Sunday Lifestyle

Secrets moms keep

LOVE LUCY - The Philippine Star

Mommy kept everything (truth be told, to this day she still does). Back then, as a child growing up in our house in Bonifacio St., Ormoc City, there was this one large white box that was a source of quiet joy for me. It once upon a time housed some present, I’m sure, and was just like any other gift box made of white karton. But in our home, it was where all the Christmas cards the family received through the years were kept in a happy jumble. I am not talking about those “To” and “From” gift cards that are attached to every wrapped present; what I refer to are the greeting cards, of the Hallmark variety, the same ones that almost always came with handwritten notes and warm thoughts, a photo or two tucked in between the folded card stock. Year after year, they piled up.     
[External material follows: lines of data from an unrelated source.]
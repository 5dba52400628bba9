//!
//! The single performance test.
//!


use perf_report::DeviceClass;
use perf_report::Fragment;
use perf_report::Kind;
use perf_report::Pattern;

use crate::error::Error;
use crate::load_generator::measurement::Measurement;
use crate::load_generator::LoadGenerator;
use crate::suite::parameter_source::ParameterSource;

use self::context::Context;

///
/// The single performance test of one kind and device class.
///
pub trait DeviceTest: std::fmt::Debug {
    ///
    /// Returns the test kind.
    ///
    fn kind(&self) -> Kind;

    ///
    /// Returns the test context.
    ///
    fn context(&self) -> &Context;

    ///
    /// Runs every job of the workload and keeps the result.
    ///
    fn run(&mut self, generator: &mut dyn LoadGenerator) -> anyhow::Result<()>;

    ///
    /// Returns the persisted state of the test.
    ///
    /// Fails if the test has neither been run nor restored.
    ///
    fn to_fragment(&self) -> Result<Fragment, Error>;

    ///
    /// Restores the result from a persisted state of the same kind.
    ///
    fn from_fragment(&mut self, fragment: Fragment, source: ParameterSource) -> Result<(), Error>;

    ///
    /// Describes the job configuration.
    ///
    fn setup_info(&self) -> String;
}

///
/// The single test constructor.
///
pub type Constructor = fn(Context) -> Box<dyn DeviceTest>;

/// The solid-state test constructors.
static SSD_CONSTRUCTORS: [(Kind, Constructor); 5] = [
    (Kind::Iops, ssd::iops::Iops::boxed as Constructor),
    (Kind::Latency, ssd::latency::Latency::boxed as Constructor),
    (Kind::Throughput, ssd::throughput::Throughput::boxed as Constructor),
    (
        Kind::WriteSaturation,
        ssd::write_saturation::WriteSaturation::boxed as Constructor,
    ),
    (Kind::IoDepth, ssd::io_depth::IoDepth::boxed as Constructor),
];

/// The rotating-disk test constructors.
static HDD_CONSTRUCTORS: [(Kind, Constructor); 2] = [
    (Kind::Iops, hdd::iops::Iops::boxed as Constructor),
    (Kind::Throughput, hdd::throughput::Throughput::boxed as Constructor),
];

///
/// Returns the constructor of the `kind` test for the `device` class.
///
pub fn constructor(device: DeviceClass, kind: Kind) -> Option<Constructor> {
    let table: &[(Kind, Constructor)] = match device {
        DeviceClass::Ssd => &SSD_CONSTRUCTORS,
        DeviceClass::Hdd => &HDD_CONSTRUCTORS,
    };
    table
        .iter()
        .find(|(table_kind, _)| *table_kind == kind)
        .map(|(_, constructor)| *constructor)
}

///
/// Runs a random mixed workload over every read percentage and block size.
///
/// Returns one row per read percentage and one column per block size.
///
pub(crate) fn measure_mixes<T, F>(
    context: &Context,
    kind: Kind,
    mixes: &[u8],
    block_sizes: &[u64],
    generator: &mut dyn LoadGenerator,
    value: F,
) -> anyhow::Result<Vec<Vec<T>>>
where
    F: Fn(&Measurement) -> T,
{
    let mut matrix = Vec::with_capacity(mixes.len());
    for mix in mixes.iter() {
        let mut row = Vec::with_capacity(block_sizes.len());
        for block_size in block_sizes.iter() {
            let job = context
                .job(kind, Pattern::RandRw, *block_size)
                .with_read_percentage(*mix)
                .with_runtime(context.profile.runtime);
            row.push(value(&generator.run(&job)?));
        }
        matrix.push(row);
    }
    Ok(matrix)
}

///
/// Formats a list of values for the setup description.
///
pub(crate) fn list<T>(values: &[T]) -> String
where
    T: std::fmt::Display,
{
    values
        .iter()
        .map(|value| value.to_string())
        .collect::<Vec<String>>()
        .join(", ")
}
Everything available in Ormoc back then was basic. There was hardly anything fancy, no big department stores. We had all the charm of a small city — cottage industries, everything handmade and homemade. And it was all good that way. That said, the special stuff had to be bought from the bigger cities, the nearest being Cebu, accessible from ORMOC by big boat (there were no water jets or fast craft yet, and those big boats were huge by today’s more compact standards). If anyone had something special to sell to the residents of Ormoc those goods would have to come from some far away place — Cebu, Manila, Hong Kong, the States — courtesy of viajeras or balikbayans. Even the available Christmas cards were basic. So imagine my fascination with all the fancy ones that found their way to Mommy’s box. The cards came in all shapes and forms — there were vibrant images of a snowman dancing in snow that I wished to one day also touch and feel; there were dreamy water-colored renditions of Christmas villages and gently-lit churches, happy popcorn and tinsel-trimmed Christmas trees, singing Christmas cards, every imaginable beautiful Christmas scene there was. All in that one box. And the envelopes — I was awed by the markings, all the stamps, the wear and tear on the edges of each. It was nothing short of magical to me how the post office works, and how those very envelopes were but part of a mound of perhaps hundreds of thousands and yet they somehow find their way to the right recipient, a specific address. Opening that box was like having access to another world. There were photo Christmas cards, too, that had been sent by the same families year after year. Through them I “met” relatives I never knew we had, simply because they lived so far away. I liked going through those photographs year after year; it was interesting to see how much changed, how much stayed the same.

At that time, I had never been out of the Philippines, so a white Christmas seemed so magical to me. I imagined the Christmas songs. I wondered if chestnuts and eggnog really tasted good. I loved the idea of people bundled up in jackets, huddled before a fire place, marshmallows melted into mugs of hot chocolate, Santa Claus on the streets going “Ho, ho, ho.” I would close my eyes and imagine the real scent of pine (at that point I was only familiar with pine air freshener we had in the vehicles). I remember wondering then, as I do now, why fruitcake is always recycled as a gift. I love fruitcake and can eat it all year round.  On a side note, if you love fruitcake, too, the one from Nellie Acosta is wonderful (call 0917-8500124 for orders). She makes delicious rum cake and lemon square as well.

Even back then I would always wrap gifts carefully, almost respectfully. I loved the process. Never mind that the recipients would most probably just tear into them instantly. That is their joy, but this is mine: making sure what they will tear into is something pretty to begin with. Mommy also had a box of used ribbons, saved so they could be recycled. They were all kept loosely in a tangled and beautiful mess. Finding the perfect ribbon for the gift I just wrapped was a happy ordeal. What else do I remember? There would be carolers aplenty. Groups of children who would go from house to house, combing every street in the neighborhood. There would be nuns and priests, too, singing such beautiful Christmas songs. The most intricate Christmas cards would be from the nuns — somehow, they were always handmade from scratch, with such complex designs. The images were never just drawn and colored — a little hut would be made of tiny sticks, the clothes of St. Joseph and Mama Mary fashioned from real cloth but scaled really tiny, the Baby Jesus with smiling lips and curly hair made of fine brown thread. There was painstaking attention to detail. I loved those and often wondered how they found the time given all that they were always busy with. Oh, and they made these gingerbread cookies that were so good. And they were so special, too, because they only made an appearance every December.

I look back to that time, that simple happy time when opening that box full of Christmas cards was enough to take me to some very happy place. And even now, having all those images in my mind means I can imagine them, put them together, take them apart. And I can go on doing it for as long as I wish. In the frenzy now, I take time to hug those memories close. Nice memories are like that — unassuming at the onset but always pretty special when you work your way into them.